No se movía nada más, salvo el viento y el polvo y el rechinante letrero que colgaba sobre la puerta de la posada, construida con ladrillos rojos y techo de bálago, como los restantes edificios que se alineaban a lo largo de la calle. Con sus dos pisos, era la construcción más grande de Hontanares de Kore, una agradable y pacífica aldea. Los caballos ensillados y atados delante de la posada apenas si agitaban las colas. El letrero del establecimiento proclamaba su nombre: La Justicia de la Gentil Reina.

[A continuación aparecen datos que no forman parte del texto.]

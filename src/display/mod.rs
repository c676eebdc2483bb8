//! Display formatting for terminal output
//!
//! Table rendering for the CLI surface: transaction history and the budget
//! limit overview.

pub mod limits;
pub mod transaction;

pub use limits::format_limits_table;
pub use transaction::format_history_table;
//! Amount type for representing currency amounts
//!
//! Amounts are whole currency units stored as u64: the ledger deals in
//! integer dollars only, and the type makes negative transaction amounts
//! unrepresentable. Provides parsing, arithmetic, and `$1,234`-style
//! formatting.

use serde::{Deserialize, Serialize};
use std::fmt;
use std::ops::{Add, AddAssign};

/// A non-negative monetary amount in whole currency units
#[derive(
    Debug, Clone, Copy, Default, PartialEq, Eq, PartialOrd, Ord, Hash, Serialize, Deserialize,
)]
#[serde(transparent)]
pub struct Amount(u64);

impl Amount {
    /// Create an Amount from whole currency units
    pub const fn new(units: u64) -> Self {
        Self(units)
    }

    /// Create a zero Amount
    pub const fn zero() -> Self {
        Self(0)
    }

    /// Get the amount in whole currency units
    pub const fn units(&self) -> u64 {
        self.0
    }

    /// Check if the amount is zero
    pub const fn is_zero(&self) -> bool {
        self.0 == 0
    }

    /// Parse an amount from a string
    ///
    /// Accepts whole-unit integers with an optional leading currency symbol:
    /// "250", "$250". Decimals, signs, and separators are rejected.
    pub fn parse(s: &str) -> Result<Self, AmountParseError> {
        let s = s.trim();
        let s = s.strip_prefix('$').unwrap_or(s);

        if s.is_empty() || !s.bytes().all(|b| b.is_ascii_digit()) {
            return Err(AmountParseError::InvalidFormat(s.to_string()));
        }

        s.parse::<u64>()
            .map(Self)
            .map_err(|_| AmountParseError::InvalidFormat(s.to_string()))
    }
}

impl fmt::Display for Amount {
    fn fmt(&self, f: &mut fmt::Formatter<'_>) -> fmt::Result {
        write!(f, "${}", group_digits(self.0))
    }
}

impl Add for Amount {
    type Output = Self;

    fn add(self, other: Self) -> Self {
        Self(self.0 + other.0)
    }
}

impl AddAssign for Amount {
    fn add_assign(&mut self, other: Self) {
        self.0 += other.0;
    }
}

impl std::iter::Sum for Amount {
    fn sum<I: Iterator<Item = Self>>(iter: I) -> Self {
        iter.fold(Amount::zero(), |acc, a| acc + a)
    }
}

/// Format a signed unit count the way `Amount` displays unsigned ones
///
/// Balances and remaining-budget figures can go negative even though
/// individual amounts cannot.
pub fn format_signed(units: i64) -> String {
    if units < 0 {
        format!("-${}", group_digits(units.unsigned_abs()))
    } else {
        format!("${}", group_digits(units as u64))
    }
}

fn group_digits(value: u64) -> String {
    let digits = value.to_string();
    let bytes = digits.as_bytes();
    let mut out = String::with_capacity(digits.len() + digits.len() / 3);
    for (i, b) in bytes.iter().enumerate() {
        if i > 0 && (bytes.len() - i) % 3 == 0 {
            out.push(',');
        }
        out.push(*b as char);
    }
    out
}

/// Error type for amount parsing
#[derive(Debug, Clone, PartialEq, Eq)]
pub enum AmountParseError {
    InvalidFormat(String),
}

impl fmt::Display for AmountParseError {
    fn fmt(&self, f: &mut fmt::Formatter<'_>) -> fmt::Result {
        match self {
            AmountParseError::InvalidFormat(s) => write!(f, "Invalid amount: {}", s),
        }
    }
}

impl std::error::Error for AmountParseError {}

Parpadeando para librarse del molesto polvo, Min acercó el ojo a la grieta de la burda pared del cobertizo donde estaban encerradas. Sólo alcanzaba a ver el hombro de un guardia junto a la puerta, pero su atención estaba puesta en la posada que había más allá. Deseó para sus adentros que el nombre del establecimiento fuera menos ominosamente idóneo; el hombre que las juzgaba, el señor local, hacía un rato que había llegado, pero no lo había visto. Sin duda estaba escuchando los cargos presentados por el granjero; Admer Nem, junto con sus hermanos y primos y todas sus esposas, se había mostrado partidario de un linchamiento fulminante antes de que los criados del señor pasaran por casualidad por allí. Se preguntó qué pena se impondría en esos lares por incendiar el granero de un hombre y sus vacas lecheras; de manera accidental, por supuesto, pero Min no creía que eso tuviera mucha importancia cuando todo había empezado con la entrada ilegal en una propiedad privada.